Posted: Mon Feb 08, 2016 8:24 am
by Celauran
A method that displays the form (ie. echo '<form...>' wrapped in a function tag) is brittle and precisely the sort of thing I was advising against. What I would do in the scenario you describe is expose an endpoint that your JavaScript can call, have my dispatcher / controller resolver instantiate the controller, and either handle validation directly in the controller method, or hand it off to a dedicated validator class, depending on the size and complexity of the form.

Re: PHP Class - Best Practices

Posted: Mon Feb 08, 2016 8:51 am
by A31
Great that makes sense! Thank you very much.

Then last question for this post, where can I read more about the best practices etc of classes & the way to work with them?
There are many many tutorials on how to make a class etc but I find few that explains the proper ideology or the workflows.

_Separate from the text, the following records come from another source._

impl RequestQueue {
    /// Start the dispatch loop. Must be called inside a tokio runtime.
    pub fn new(config: RequestQueueConfig, engine: Arc<dyn Engine>, events: EventBus) -> Arc<Self> {
        let history_capacity =
            NonZeroUsize::new(config.history_capacity).unwrap_or(NonZeroUsize::MIN);
        let (shutdown_tx, _shutdown_rx) = watch::channel(false);
        let (stats_tx, _stats_rx) = watch::channel(QueueStats::default());

        let inner = Arc::new(Inner {
            config,
            engine,
            state: Mutex::new(QueueState {
                live: HashMap::new(),
                pending: VecDeque::new(),
                active: HashSet::new(),
                history: LruCache::new(history_capacity),
            }),
            wake: Notify::new(),
            shutdown_tx,
            stats_tx,
            events,
        });

        let dispatcher = tokio::spawn(dispatch_loop(Arc::clone(&inner)));
        info!(
            max_concurrent = inner.config.max_concurrent,
            "Request queue started"
        );

        Arc::new(Self {
            inner,
            accepting: AtomicBool::new(true),
            dispatcher: Mutex::new(Some(dispatcher)),
        })
    }

    /// Options built from the configured defaults.
    pub fn default_options(&self) -> RequestOptions {
        RequestOptions {
            max_retries: self.inner.config.default_max_retries,
            base_delay: self.inner.config.default_base_delay,
        }
    }

    /// Enqueue with the default retry options.
    pub async fn enqueue(
        &self,
        params: impl Into<RequestParams>,
        callbacks: RequestCallbacks,
    ) -> Result<Uuid, RequestError> {
        let options = self.default_options();
        self.insert(params.into(), options, callbacks, None).await
    }

    pub async fn enqueue_with(
        &self,
        params: impl Into<RequestParams>,
        options: RequestOptions,
        callbacks: RequestCallbacks,
    ) -> Result<Uuid, RequestError> {
        self.insert(params.into(), options, callbacks, None).await
    }

    /// Enqueue and get a ticket that resolves with the outcome.
    pub async fn enqueue_awaitable(
        &self,
        params: impl Into<RequestParams>,
        options: RequestOptions,
    ) -> Result<RequestTicket, RequestError> {
        let (tx, rx) = oneshot::channel();
        let id = self
            .insert(params.into(), options, RequestCallbacks::default(), Some(tx))
            .await?;
        Ok(RequestTicket { id, rx })
    }

    async fn insert(
        &self,
        params: RequestParams,
        options: RequestOptions,
        callbacks: RequestCallbacks,
        completion: Option<oneshot::Sender<RequestOutcome>>,
    ) -> Result<Uuid, RequestError> {
        if !self.accepting.load(Ordering::Acquire) {
            return Err(RequestError::ShuttingDown);
        }

        let id = Uuid::new_v4();
        let kind = params.kind();
        let now = Utc::now();
        let record = RequestRecord {
            id,
            params,
            status: RequestStatus::Pending,
            options,
            attempts: 0,
            retry_history: Vec::new(),
            result: None,
            error: None,
            created_at: now,
            updated_at: now,
            completed_at: None,
            callbacks,
            completion,
        };

        {
            let mut state = self.inner.state.lock().await;
            state.live.insert(id, record);
            state.pending.push_back(id);
            self.inner.publish_stats(&state);

            // Published under the lock so `request_created` precedes `request_started`
            debug!(request_id = %id, %kind, max_retries = options.max_retries, "Request enqueued");
            self.inner.events.publish(CoreEvent::RequestCreated {
                request_id: id,
                kind,
                max_retries: options.max_retries,
            });
        }
        self.inner.wake.notify_one();
        Ok(id)
    }

    /// Cancel a pending, retrying or in-flight request.
    ///
    /// An in-flight attempt runs to completion but its result is discarded.
    pub async fn cancel(&self, request_id: Uuid) -> bool {
        let record = {
            let mut state = self.inner.state.lock().await;
            let record = state.cancel(request_id);
            if record.is_some() {
                self.inner.publish_stats(&state);
            }
            record
        };

        let Some(record) = record else {
            return false;
        };
        self.resolve_cancelled(record);
        info!(request_id = %request_id, "Request cancelled");
        true
    }

    pub async fn cancel_all(&self) -> usize {
        let cancelled: Vec<RequestRecord> = {
            let mut state = self.inner.state.lock().await;
            let ids: Vec<Uuid> = state.live.keys().copied().collect();
            let cancelled = ids.into_iter().filter_map(|id| state.cancel(id)).collect();
            self.inner.publish_stats(&state);
            cancelled
        };

        let count = cancelled.len();
        for record in cancelled {
            self.resolve_cancelled(record);
        }
        if count > 0 {
            info!(count, "Cancelled all requests");
            self.inner
                .events
                .publish(CoreEvent::RequestsCancelled { count });
        }
        count
    }

    fn resolve_cancelled(&self, record: RequestRecord) {
        let id = record.id;
        if let Some(tx) = record.completion {
            let _ = tx.send(Err(RequestError::Cancelled { id }));
        }
        self.inner
            .events
            .publish(CoreEvent::RequestCancelled { request_id: id });
    }

    pub async fn status_of(&self, request_id: Uuid) -> Option<RequestStatus> {
        let state = self.inner.state.lock().await;
        match state.live.get(&request_id) {
            Some(record) => Some(record.status),
            None => state.history.peek(&request_id).map(|s| s.status),
        }
    }

    pub async fn snapshot(&self, request_id: Uuid) -> Option<RequestSnapshot> {
        let state = self.inner.state.lock().await;
        match state.live.get(&request_id) {
            Some(record) => Some(record.snapshot()),
            None => state.history.peek(&request_id).cloned(),
        }
    }

    pub async fn queue_stats(&self) -> QueueStats {
        self.inner.state.lock().await.stats()
    }

    pub async fn active_count(&self) -> usize {
        self.inner.state.lock().await.active.len()
    }

    pub async fn pending_count(&self) -> usize {
        let state = self.inner.state.lock().await;
        state
            .live
            .values()
            .filter(|r| r.status == RequestStatus::Pending)
            .count()
    }

    /// Observe queue statistics; refreshed after every state change.
    pub fn on_queue_changed(&self) -> watch::Receiver<QueueStats> {
        self.inner.stats_tx.subscribe()
    }

    pub fn events(&self) -> &EventBus {
        &self.inner.events
    }

    /// Cancel everything and stop the dispatch loop, waiting at most
    /// `shutdown_timeout` for it to exit.
    pub async fn shutdown(&self) {
        if !self.accepting.swap(false, Ordering::AcqRel) {
            return;
        }

        let cancelled = self.cancel_all().await;
        self.inner.shutdown_tx.send_replace(true);
        self.inner.wake.notify_one();

        let dispatcher = self.dispatcher.lock().await.take();
        if let Some(handle) = dispatcher {
            let abort = handle.abort_handle();
            let timeout = self.inner.config.shutdown_timeout;
            if tokio::time::timeout(timeout, handle).await.is_err() {
                warn!(
                    timeout_ms = timeout.as_millis() as u64,
                    "Dispatch loop did not stop in time, aborting"
                );
                abort.abort();
            }
        }

        info!(cancelled, "Request queue shut down");
    }
}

Thanks again for your feedback!

Re: PHP Class - Best Practices

Posted: Mon Feb 08, 2016 9:20 am
by Celauran
Far too many outdated tutorials out there, and not a lot that deals with practical, real world applications of OOP. That said, PHP: The Right Way is probably the best resource I know of. Josh Lockhart's Modern PHP is also excellent.

Re: PHP Class - Best Practices

Posted: Mon Feb 08, 2016 5:10 pm
by Christopher
A31 wrote:Then last question for this post, where can I read more about the best practices etc of classes & the way to work with them?
There are many many tutorials on how to make a class etc but I find few that explains the proper ideology or the workflows.
An important thing for you to do when expanding your toolbox of software development tools is to understand the WHY of things like OOP. OOP adds a set of new features to languages (i.e., classes, methods, properties, etc.) and ways to use those language features. These things were not just thought up, they are the result of trial and error development of solutions to real-world problems. The features we have today proved to be superior solutions.

With OOP specifically, the core features provide the ability to implement Encapsulation, Abstraction, Polymorphism and Inheritance/Composition. You can do more research on these, or more importantly how different OOP patterns use these features to solve real-world problems. The world of OOP and Design Patterns is interesting because it actually publishes the design of Best Practice solutions to for many, many software problems.

Re: PHP Class - Best Practices

Posted: Mon Feb 08, 2016 11:44 pm
by A31
Thank you very much for the insights. I appreciate it alot!